In 2002, a lady divorced her husband, and agreed in the divorce decree to surrender her interest in a mobile home to her husband. He also agreed to pay the balance due on the mobile home.
In 2003, the lady filed chapter 7 bankruptcy and in her bankruptcy schedules, said that she intended "to Surrender (the mobile home) to Ex-Husband." Her personal liability for the debt was therefore extinguished.
In 2011, she filed chapter 13 for different reasons, but Green Tree filed a proof of claim in her case, a formal request to the bankruptcy court for payment. In a modified plan, she provided in her chapter 13 plan that she surrendered her interest in the mobile home to Green Tree.
Nevertheless, Green Tree started calling her and demanding payment, attempting to collect the debt. The debtor notified her bankruptcy attorney, who brought an adversary proceeding or lawsuit against Green Tree in bankruptcy court for violating the chapter 7 discharge injunction, and for Green Tree's violation of the automatic stay in the chapter 13 case per 11 USC Sec. 362(a), the federal law that protects people in bankruptcy from their creditors.
After a trial, the Bankruptcy Court determined that Green Tree's filing of a proof of claim in the chapter 13 case was not a stay violation, because the debtor had not properly surrendered her interest in the mobile home to Green Tree. Instead she surrendered it to her ex-husband, so Green Tree could reasonably argue she still had an "in-rem" or "property only" interest in it.

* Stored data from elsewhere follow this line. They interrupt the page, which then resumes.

//! Command reference grammar: `namespace/name@versionSpec`.
//!
//! Pure parsing only. Ranges and tags are never expanded here; the
//! Screwdriver API resolves them to a concrete version.

use std::fmt;
use std::str::FromStr;
use std::sync::LazyLock;

use regex::Regex;

use crate::domain::error::CmdError;

/// `namespace/name@versionSpec`. Namespace and name are word characters and
/// hyphens; the version part is checked separately against the sub-grammars.
static REFERENCE_RE: LazyLock<Regex> = LazyLock::new(|| {
    #[allow(clippy::expect_used)]
    Regex::new(r"^([\w-]+)/([\w-]+)@([^/@\s]+)$").expect("valid regex")
});

/// `namespace/name` without a version, as taken by `promote` and `removeTag`.
static COMMAND_NAME_RE: LazyLock<Regex> = LazyLock::new(|| {
    #[allow(clippy::expect_used)]
    Regex::new(r"^([\w-]+)/([\w-]+)$").expect("valid regex")
});

/// Caret ranges and explicit pinning: `^1.2.3`, `1.2.3`.
static CARET_OR_PINNED_RE: LazyLock<Regex> = LazyLock::new(|| {
    #[allow(clippy::expect_used)]
    Regex::new(r"^(\^)?\d(\.\d){2}$").expect("valid regex")
});

/// Tilde ranges: `~1.2.3`, `~1.2`, `~1`.
static TILDE_RE: LazyLock<Regex> = LazyLock::new(|| {
    #[allow(clippy::expect_used)]
    Regex::new(r"^~\d(\.\d)?(\.\d)?$").expect("valid regex")
});

/// X-ranges: `1.2.*`, `1.x`, `1`, `*`.
static X_RANGE_RE: LazyLock<Regex> = LazyLock::new(|| {
    #[allow(clippy::expect_used)]
    Regex::new(r"^(?:(\d+)\.)?(?:(\d+)\.)?([\*x]|\d+)$").expect("valid regex")
});

/// Tags: `latest`, `stable`, `feature-abc`. Must start with a lowercase letter.
static TAG_RE: LazyLock<Regex> = LazyLock::new(|| {
    #[allow(clippy::expect_used)]
    Regex::new(r"^[a-z][\w.-]+$").expect("valid regex")
});

/// Which sub-grammar a version spec matched.
#[derive(Debug, Clone, Copy, PartialEq, Eq)]
pub enum VersionSpecKind {
    Exact,
    Caret,
    Tilde,
    XRange,
    Tag,
}

impl VersionSpecKind {
    /// Classify a version spec, or `None` when it matches no sub-grammar.
    #[must_use]
    pub fn classify(version: &str) -> Option<Self> {
        if CARET_OR_PINNED_RE.is_match(version) {
            if version.starts_with('^') {
                return Some(Self::Caret);
            }
            return Some(Self::Exact);
        }
        if TILDE_RE.is_match(version) {
            return Some(Self::Tilde);
        }
        if X_RANGE_RE.is_match(version) {
            return Some(Self::XRange);
        }
        if TAG_RE.is_match(version) {
            return Some(Self::Tag);
        }
        None
    }
}

/// Returns `true` if `tag` is a valid tag name.
#[must_use]
pub fn is_valid_tag(tag: &str) -> bool {
    TAG_RE.is_match(tag)
}

/// A parsed `namespace/name@versionSpec` token.
#[derive(Debug, Clone, PartialEq, Eq)]
pub struct CommandReference {
    pub namespace: String,
    pub name: String,
    pub version_spec: String,
}

impl CommandReference {
    /// Parse a single token.
    ///
    /// # Errors
    ///
    /// `MalformedReference` if the token is not `namespace/name@something`,
    /// `InvalidVersionSpec` if the version part matches none of the exact,
    /// caret, tilde, x-range or tag grammars.
    pub fn parse(token: &str) -> Result<Self, CmdError> {
        let caps = REFERENCE_RE
            .captures(token)
            .ok_or_else(|| CmdError::MalformedReference(token.to_string()))?;
        let version = &caps[3];
        if VersionSpecKind::classify(version).is_none() {
            return Err(CmdError::InvalidVersionSpec {
                reference: token.to_string(),
                version: version.to_string(),
            });
        }
        Ok(Self {
            namespace: caps[1].to_string(),
            name: caps[2].to_string(),
            version_spec: version.to_string(),
        })
    }

    /// Build a reference pointing at `tag` of `namespace/name`.
    ///
    /// # Errors
    ///
    /// Returns `InvalidTagName` if `tag` does not satisfy the tag grammar.
    pub fn tagged(namespace: &str, name: &str, tag: &str) -> Result<Self, CmdError> {
        if !is_valid_tag(tag) {
            return Err(CmdError::InvalidTagName(tag.to_string()));
        }
        Ok(Self {
            namespace: namespace.to_string(),
            name: name.to_string(),
            version_spec: tag.to_string(),
        })
    }

    /// `namespace/name`, without the version spec.
    #[must_use]
    pub fn full_name(&self) -> String {
        format!("{}/{}", self.namespace, self.name)
    }
}

impl fmt::Display for CommandReference {
    fn fmt(&self, f: &mut fmt::Formatter<'_>) -> fmt::Result {
        write!(f, "{}/{}@{}", self.namespace, self.name, self.version_spec)
    }
}

impl FromStr for CommandReference {
    type Err = CmdError;

    fn from_str(s: &str) -> Result<Self, Self::Err> {
        Self::parse(s)
    }
}

/// Return the first argument that parses as a command reference, with its index.
///
/// First match wins: an argument meant for the executed command that happens
/// to look like a reference is taken as the reference if it comes first.
///
/// # Errors
///
/// Returns `NoReferenceFound` if no argument parses.
pub fn scan_args<S: AsRef<str>>(args: &[S]) -> Result<(CommandReference, usize), CmdError> {
    args.iter()
        .enumerate()
        .find_map(|(i, arg)| CommandReference::parse(arg.as_ref()).ok().map(|r| (r, i)))
        .ok_or(CmdError::NoReferenceFound)
}

/// Split `namespace/name` into its two halves.
///
/// # Errors
///
/// Returns `InvalidCommandName` unless the input is exactly two word/hyphen
/// segments separated by one `/`.
pub fn parse_command_name(input: &str) -> Result<(String, String), CmdError> {
    let caps = COMMAND_NAME_RE
        .captures(input)
        .ok_or_else(|| CmdError::InvalidCommandName(input.to_string()))?;
    Ok((caps[1].to_string(), caps[2].to_string()))
}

However, the court said that the lady did properly surrender the mobile home in the chapter 13 case. Therefore the Court found that Green Tree had violated the chapter 7 discharge injunction, and also the chapter 13 automatic stay, by calling the debtor and trying to collect the unpaid debt.
The court then gave the debtor an award of $1000 in actual damages, and also ordered Green Tree to pay her attorney fees of $20,212.70.
The court additionally found that Green Tree "willfully and intentionally violated orders of this court" and assessed punitive damages against them of $25,000 "which the court considers sufficient to deter similar conduct in the future."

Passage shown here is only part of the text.